Jacob Cohen (statistician)
Jacob Cohen was an American psychologist and statistician best known for his work on statistical power and effect size, which helped to lay foundations for current statistical meta-analysis and the methods of estimation statistics. He gave his name to such measures as Cohen's kappa, Cohen's d, and Cohen's h.
Education and career
Cohen grew up in a Yiddish-speaking household and learned English at school. He attended the Townsend Harris High School and graduated at the age of 15. He entered the City College of New York, where he first studied mathematics but was interrupted by a service in the US Army intelligence during World War II in Europe. He eventually received a BA in psychology in 1947 from the City College. He then obtained his Master's degree in 1948 and PhD in clinical psychology at New York University in 1950. His PhD advisor was Avrum Ben-Avi. Cohen worked in the hospitals affiliated with the Veterans Administration after graduation, first at Bronx, then at Montrose VA Medical Center, where he was a director of research. Between 1959 and retirement in 1993, he worked in the psychology department at NYU, latterly as the head of the quantitative psychology group. In 1969 Cohen married Patricia Ruth Childs, later Patricia Cohen, who was a former PhD student in psychology at NYU.After retirement from NYU, Cohen continued working as a statistical consultant at the Columbia Presbyterian Medical Center, New York State Psychiatric Institute, and at their joint H.I.V. Center for Clinical and Behavioral Studies. Cohen passed away in 1998 at the St. Vincent's Hospital and Medical Center in New York City.

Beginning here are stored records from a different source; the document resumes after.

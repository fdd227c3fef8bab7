//! Ledger configuration

use serde::{Deserialize, Serialize};
use std::time::Duration;

/// Settlement endpoints and deadlines
#[derive(Debug, Clone, Serialize, Deserialize)]
#[serde(default)]
pub struct LedgerConfig {
    /// Gateway endpoint that charges a card (used by replenish)
    pub charge_url: String,
    /// Gateway endpoint that credits a card (used by withdraw)
    pub credit_url: String,
    /// Deadline for each store call and subject resolution
    #[serde(with = "humantime_serde")]
    pub store_timeout: Duration,
    /// Deadline for a gateway call
    #[serde(with = "humantime_serde")]
    pub settlement_timeout: Duration,
    /// Default page size for transaction history
    pub history_limit: i64,
}

impl Default for LedgerConfig {
    fn default() -> Self {
        Self {
            charge_url: "https://arlan-api.azurewebsites.net/api/payment/pay".to_string(),
            credit_url: "https://arlan-api.azurewebsites.net/api/payment/addMoney".to_string(),
            store_timeout: Duration::from_secs(3),
            settlement_timeout: Duration::from_secs(16),
            history_limit: 50,
        }
    }
}

impl LedgerConfig {
    /// Create configuration from environment variables
    pub fn from_env() -> Self {
        let mut config = Self::default();
        if let Ok(url) = std::env::var("PAYMENT_CHARGE_URL") {
            config.charge_url = url;
        }
        if let Ok(url) = std::env::var("PAYMENT_CREDIT_URL") {
            config.credit_url = url;
        }
        config
    }

    /// Validate the configuration
    pub fn validate(&self) -> Result<(), Vec<String>> {
        let mut errors = Vec::new();

        for (name, url) in [("charge_url", &self.charge_url), ("credit_url", &self.credit_url)] {
            if !(url.starts_with("http://") || url.starts_with("https://")) {
                errors.push(format!("{} must be an http(s) URL", name));
            }
        }
        if self.store_timeout.is_zero() {
            errors.push("store_timeout must be positive".to_string());
        }
        if self.settlement_timeout.is_zero() {
            errors.push("settlement_timeout must be positive".to_string());
        }
        if self.history_limit <= 0 {
            errors.push("history_limit must be positive".to_string());
        }

        if errors.is_empty() {
            Ok(())
        } else {
            Err(errors)
        }
    }
}

#[cfg(test)]
mod tests {
    use super::*;

    #[test]
    fn test_default_config_is_valid() {
        let config = LedgerConfig::default();
        assert!(config.validate().is_ok());
        assert_eq!(config.store_timeout, Duration::from_secs(3));
        assert_eq!(config.settlement_timeout, Duration::from_secs(16));
    }

    #[test]
    fn test_invalid_config() {
        let config = LedgerConfig {
            charge_url: "ftp://nope".to_string(),
            store_timeout: Duration::ZERO,
            ..Default::default()
        };
        let errors = config.validate().unwrap_err();
        assert_eq!(errors.len(), 2);
    }
}
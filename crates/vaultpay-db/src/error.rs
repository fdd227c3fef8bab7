//! Database error types

use thiserror::Error;

/// Database operation errors
#[derive(Debug, Error)]
pub enum DbError {
    #[error("Connection error: {0}")]
    Connection(String),

    #[error("Migration error: {0}")]
    Migration(String),

    #[error("Query error: {0}")]
    Query(#[from] sqlx::Error),

    #[error("Invalid input: {0}")]
    InvalidInput(String),
}

/// Result type for database operations
pub type DbResult<T> = Result<T, DbError>;
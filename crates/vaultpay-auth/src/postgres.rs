//! PostgreSQL-backed credential store

use async_trait::async_trait;
use chrono::{DateTime, Utc};
use vaultpay_db::AccountRepo;

use crate::credentials::CredentialStore;
use crate::error::AuthResult;
use crate::types::RefreshTokenRecord;

/// Credential store over the `users`, `refresh_tokens` and `clients` tables
#[derive(Clone)]
pub struct PgCredentialStore {
    repo: AccountRepo,
}

impl PgCredentialStore {
    pub fn new(repo: AccountRepo) -> Self {
        Self { repo }
    }
}

#[async_trait]
impl CredentialStore for PgCredentialStore {
    async fn store_refresh_token(
        &self,
        email: &str,
        password: &str,
        refresh_token: &str,
        expires_at: DateTime<Utc>,
    ) -> AuthResult<bool> {
        Ok(self
            .repo
            .store_refresh_token(email, password, refresh_token, expires_at)
            .await?)
    }

    async fn find_refresh_token(&self, refresh_token: &str) -> AuthResult<Option<RefreshTokenRecord>> {
        Ok(self
            .repo
            .find_refresh_token(refresh_token)
            .await?
            .map(RefreshTokenRecord::from))
    }

    async fn find_client_scopes(&self, client_id: &str, client_secret: &str) -> AuthResult<Option<Vec<String>>> {
        Ok(self.repo.find_client_scopes(client_id, client_secret).await?)
    }
}
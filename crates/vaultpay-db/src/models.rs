//! Database models - mapped from PostgreSQL tables

use chrono::{DateTime, Utc};
use serde::{Deserialize, Serialize};
use sqlx::FromRow;
use std::fmt;
use std::str::FromStr;
use uuid::Uuid;

use crate::DbError;

// ============================================================================
// Credential Models
// ============================================================================

/// Refresh token joined with the email of the account that owns it
#[derive(Debug, Clone, FromRow, Serialize, Deserialize)]
pub struct DbRefreshToken {
    pub user_id: Uuid,
    pub email: String,
    pub refresh_token: String,
    pub expires_at: DateTime<Utc>,
}

// ============================================================================
// Balance Models
// ============================================================================

#[derive(Debug, Clone, FromRow, Serialize, Deserialize)]
pub struct DbAccount {
    pub subject_key: String,
    /// Balance in minor units; never negative
    pub balance: i64,
    pub updated_at: DateTime<Utc>,
}

#[derive(Debug, Clone, FromRow, Serialize, Deserialize)]
pub struct DbTransaction {
    pub id: Uuid,
    pub subject_key: String,
    pub amount: i64,
    #[sqlx(rename = "type")]
    pub kind: String,
    pub created_at: DateTime<Utc>,
}

/// Kind of a ledger transaction record
#[derive(Debug, Clone, Copy, PartialEq, Eq, Hash, Serialize, Deserialize)]
#[serde(rename_all = "lowercase")]
pub enum TransactionKind {
    Deposit,
    Withdrawal,
}

impl TransactionKind {
    pub fn as_str(&self) -> &'static str {
        match self {
            Self::Deposit => "deposit",
            Self::Withdrawal => "withdrawal",
        }
    }
}

impl fmt::Display for TransactionKind {
    fn fmt(&self, f: &mut fmt::Formatter<'_>) -> fmt::Result {
        f.write_str(self.as_str())
    }
}

impl FromStr for TransactionKind {
    type Err = DbError;

    fn from_str(s: &str) -> Result<Self, Self::Err> {
        match s {
            "deposit" => Ok(Self::Deposit),
            "withdrawal" => Ok(Self::Withdrawal),
            other => Err(DbError::InvalidInput(format!(
                "transaction type must be 'deposit' or 'withdrawal', got '{}'",
                other
            ))),
        }
    }
}

#[cfg(test)]
mod tests {
    use super::*;

    #[test]
    fn test_transaction_kind_parse() {
        assert_eq!("deposit".parse::<TransactionKind>().unwrap(), TransactionKind::Deposit);
        assert_eq!("withdrawal".parse::<TransactionKind>().unwrap(), TransactionKind::Withdrawal);
    }

    #[test]
    fn test_transaction_kind_rejects_unknown() {
        assert!("transfer".parse::<TransactionKind>().is_err());
        assert!("Deposit".parse::<TransactionKind>().is_err());
        assert!("".parse::<TransactionKind>().is_err());
    }

    #[test]
    fn test_transaction_kind_display_matches_column_value() {
        for kind in [TransactionKind::Deposit, TransactionKind::Withdrawal] {
            assert_eq!(kind.to_string().parse::<TransactionKind>().unwrap(), kind);
        }
    }
}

Cohen was president of the Society of Multivariate Experimental Psychology in 1969. He was awarded the Distinguished Lifetime Achievement Award by the American Psychological Association in 1997 and was a fellow of the American Association for the Advancement of Science, the American Psychological Association and the American Statistical Association.
Power analysis and significance testing
In addition to being an advocate of power analysis and effect size, Cohen was a critic of reliance on, and lack of understanding of, significance testing procedures used in statistics, especially misunderstandings of null hypothesis significance testing. In particular, he identified the "near universal misinterpretation of p as the probability that H0 is false, the misinterpretation that its complement is the probability of successful replication, and the mistaken assumption that if one rejects H0 one thereby affirms the theory that led to the test". He encouraged instead a recognition of single studies as exploratory and a reliance on replication for support.Cohen developed known interpretation thresholds for the correlation r and the standardized mean difference d.